▸ **Problem to work on**:
What appears from the first line of the data below through the line containing "let got = derivative.eval_with(&[(&x, v)]).unwrap();", both included, should be copied exactly, and nothing else.

▸ **Records to use**:
use atomgrad::NetError;
use atomgrad::atoms::{Atom, Conditional, IndexedVariable, Predicate, ScalarVariable};
use atomgrad::functions::{
    cross_entropy, mean_squared_error, sigmoid_expr, softmax, softmax_derivative, softmax_expr,
};

const EPS: f64 = 1e-10;

fn close(a: f64, b: f64) -> bool {
    (a - b).abs() < EPS
}

#[test]
fn cube_derivative_is_three_x_squared() {
    let x = ScalarVariable::new("x");
    x.set_in_respect_to(true);
    let derivative = (x.atom() * x.atom() * x.atom()).derivative();

    for v in [0.0, 3.0, 7.0] {
        let got = derivative.eval_with(&[(&x, v)]).unwrap();
        assert!(close(got, 3.0 * v * v), "d/dx x^3 at {v}: got {got}");
    }
}

#[test]
fn quotient_rule_with_respect_to_numerator() {
    let x = ScalarVariable::new("x");
    let y = ScalarVariable::new("y");
    x.set_in_respect_to(true);
    let derivative = (x.atom() / y.atom()).derivative();
    assert!(close(derivative.eval_with(&[(&x, 2.0), (&y, 3.0)]).unwrap(), 1.0 / 3.0));
}

#[test]
fn quotient_rule_with_respect_to_denominator() {
    let x = ScalarVariable::new("x");
    let y = ScalarVariable::new("y");
    y.set_in_respect_to(true);
    let derivative = (x.atom() / y.atom()).derivative();
    assert!(close(derivative.eval_with(&[(&x, 2.0), (&y, 4.0)]).unwrap(), -2.0 / 16.0));
}

#[test]
fn exp_and_log_follow_the_chain_rule() {
    let x = ScalarVariable::new("x");
    x.set_in_respect_to(true);
    let exp = Atom::exp(2.0 * x.atom()).derivative();
    assert!(close(exp.eval_with(&[(&x, 0.5)]).unwrap(), 2.0 * 1.0_f64.exp()));

    let log = Atom::log(x.atom() * x.atom()).derivative();
    assert!(close(log.eval_with(&[(&x, 4.0)]).unwrap(), 0.5));
}

#[test]
fn evaluating_an_unbound_variable_fails() {
    let x = ScalarVariable::new("x");
    let f = x.atom() + 1.0;
    assert_eq!(
        f.eval(),
        Err(NetError::UnboundVariable { name: "x".into() })
    );
}

#[test]
fn derivative_leaves_the_original_tree_evaluable() {
    let x = ScalarVariable::new("x");
    x.set_in_respect_to(true);
    let f = x.atom() * x.atom() + 1.0;
    let before = f.to_string();
    let _ = f.derivative();
    assert_eq!(f.to_string(), before);
    assert!(close(f.eval_with(&[(&x, 2.0)]).unwrap(), 5.0));
}

#[test]
fn relu_derivative_is_a_step() {
    let x = ScalarVariable::new("x");
    let y = ScalarVariable::new("y");
    x.set_in_respect_to(true);
    let derivative = Atom::relu(x.atom() * y.atom() - 5.0).derivative();

    assert!(matches!(derivative, Atom::Conditional(_)));
    assert!(close(derivative.eval_with(&[(&x, 3.0), (&y, 2.0)]).unwrap(), 2.0));
    assert!(close(derivative.eval_with(&[(&x, 1.0), (&y, 2.0)]).unwrap(), 0.0));
}

#[test]
fn conditional_skips_the_branch_not_taken() {
    let x = ScalarVariable::new("x");
    let unbound = ScalarVariable::new("never_bound");
    let guarded = Atom::Conditional(Conditional::new(
        x.atom(),
        Predicate::Positive,
        unbound.atom(),
        Atom::constant(0.0),
    ));

    assert_eq!(guarded.eval_with(&[(&x, -1.0)]).unwrap(), 0.0);
    assert!(guarded.eval_with(&[(&x, 1.0)]).is_err());
}

#[test]
fn reduction_sums_every_slot() {
    let v = IndexedVariable::new("v", vec![1.0, 2.0, 3.0]);
    let over = v.clone();
    let sum = Atom::sum_of(&v, move |i| over.at(i));
    assert!(close(sum.eval().unwrap(), 6.0));
}

#[test]
fn reduction_restores_the_cursor() {
    let v = IndexedVariable::new("v", vec![1.0, 2.0, 3.0]);
    v.set_current_index(2);
    let over = v.clone();
    let sum = Atom::sum_of(&v, move |i| over.at(i));
    sum.eval().unwrap();
    assert_eq!(v.current_index(), 2);
}

#[test]
fn reduction_derivative_only_sees_the_target_slot() {
    let v = IndexedVariable::new("v", vec![1.0, 2.0, 3.0]);
    let over = v.clone();
    let sum = Atom::sum_of(&v, move |i| over.at(i));

    v.set_in_respect_to(true);
    v.set_target_index(Some(0));
    let derivative = sum.derivative();
    for cursor in 0..3 {
        v.set_current_index(cursor);
        assert!(close(derivative.eval().unwrap(), 1.0));
    }
}

#[test]
fn product_with_its_own_reduction() {
    let v = IndexedVariable::new("v", vec![1.0, 2.0, 3.0]);
    let over = v.clone();
    let f = v.current() * Atom::sum_of(&v, move |i| over.at(i));

    v.set_in_respect_to(true);
    v.set_current_index(0);
    assert!(close(f.derivative().eval().unwrap(), 7.0));
}

#[test]
fn reading_past_the_end_reports_the_slot() {
    let v = IndexedVariable::new("v", vec![1.0]);
    v.set_current_index(4);
    assert_eq!(
        v.current().eval(),
        Err(NetError::IndexOutOfBounds {
            name: "v".into(),
            index: 4,
            len: 1
        })
    );
}

#[test]
fn cursor_guard_restores_state() {
    let v = IndexedVariable::new("v", vec![1.0, 2.0]);
    v.set_current_index(1);
    {
        let _guard = v.scope();
        v.set_current_index(0);
        v.set_target_index(Some(0));
        v.set_in_respect_to(true);
    }
    assert_eq!(v.current_index(), 1);
    assert_eq!(v.target_index(), None);
    assert!(!v.is_in_respect_to());
}

#[test]
fn softmax_is_a_distribution_with_a_known_jacobian() {
    let v = [1.0, 2.0, 3.0, -4.0];
    let s = softmax(&v);
    assert!(close(s.iter().sum::<f64>(), 1.0));

    for o in 0..v.len() {
        for i in 0..v.len() {
            let expected = if o == i { s[o] * (1.0 - s[o]) } else { -s[o] * s[i] };
            assert!(close(softmax_derivative(&v, o, i), expected));
        }
    }
}

#[test]
fn softmax_expression_matches_the_closed_form() {
    let values = [1.0, 2.0, 3.0];
    let s = softmax(&values);
    let x = IndexedVariable::new("x", values);
    let expression = softmax_expr(&x);
    let derivative = expression.derivative();

    for i in 0..values.len() {
        x.set_current_index(i);
        x.set_in_respect_to(false);
        assert!(close(expression.eval().unwrap(), s[i]));

        x.set_in_respect_to(true);
        assert!(close(derivative.eval().unwrap(), s[i] * (1.0 - s[i])));
    }
}

#[test]
fn cross_entropy_value_and_gradient() {
    let y = [0.2, 0.3, 0.5];
    let y_hat = [0.1, 0.6, 0.3];
    let expected = IndexedVariable::new("y", y);
    let predicted = IndexedVariable::new("y_hat", y_hat);
    let loss = cross_entropy(&expected, &predicted);

    let manual: f64 = -y.iter().zip(&y_hat).map(|(a, b)| a * b.ln()).sum::<f64>();
    assert!(close(loss.eval().unwrap(), manual));

    predicted.set_in_respect_to(true);
    let derivative = loss.derivative();
    for k in 0..3 {
        predicted.set_current_index(k);
        assert!(close(derivative.eval().unwrap(), -y[k] / y_hat[k]));
    }

    predicted.set_current_index(0);
    predicted.set_target_index(Some(1));
    assert!(close(loss.derivative().eval().unwrap(), -0.5));
}

#[test]
fn mean_squared_error_gradient() {
    let expected = IndexedVariable::new("y", [1.0, 0.0]);
    let predicted = IndexedVariable::new("y_hat", [0.5, 0.5]);
    let loss = mean_squared_error(&expected, &predicted);
    assert!(close(loss.eval().unwrap(), 0.25));

    predicted.set_in_respect_to(true);
    let derivative = loss.derivative();
    predicted.set_current_index(0);
    assert!(close(derivative.eval().unwrap(), -0.5));
    predicted.set_current_index(1);
    assert!(close(derivative.eval().unwrap(), 0.5));
}

#[test]
fn sigmoid_derivative_is_s_times_one_minus_s() {
    let x = IndexedVariable::new("x", [0.0, 2.0]);
    let expression = sigmoid_expr(&x);
    x.set_in_respect_to(true);
    let derivative = expression.derivative();

    for i in 0..2 {
        x.set_current_index(i);
        let s = expression.eval().unwrap();
        assert!(close(derivative.eval().unwrap(), s * (1.0 - s)));
    }
}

▸ **Answer to this problem**:
use atomgrad::NetError;
use atomgrad::atoms::{Atom, Conditional, IndexedVariable, Predicate, ScalarVariable};
use atomgrad::functions::{
    cross_entropy, mean_squared_error, sigmoid_expr, softmax, softmax_derivative, softmax_expr,
};

const EPS: f64 = 1e-10;

fn close(a: f64, b: f64) -> bool {
    (a - b).abs() < EPS
}

#[test]
fn cube_derivative_is_three_x_squared() {
    let x = ScalarVariable::new("x");
    x.set_in_respect_to(true);
    let derivative = (x.atom() * x.atom() * x.atom()).derivative();

    for v in [0.0, 3.0, 7.0] {
        let got = derivative.eval_with(&[(&x, v)]).unwrap();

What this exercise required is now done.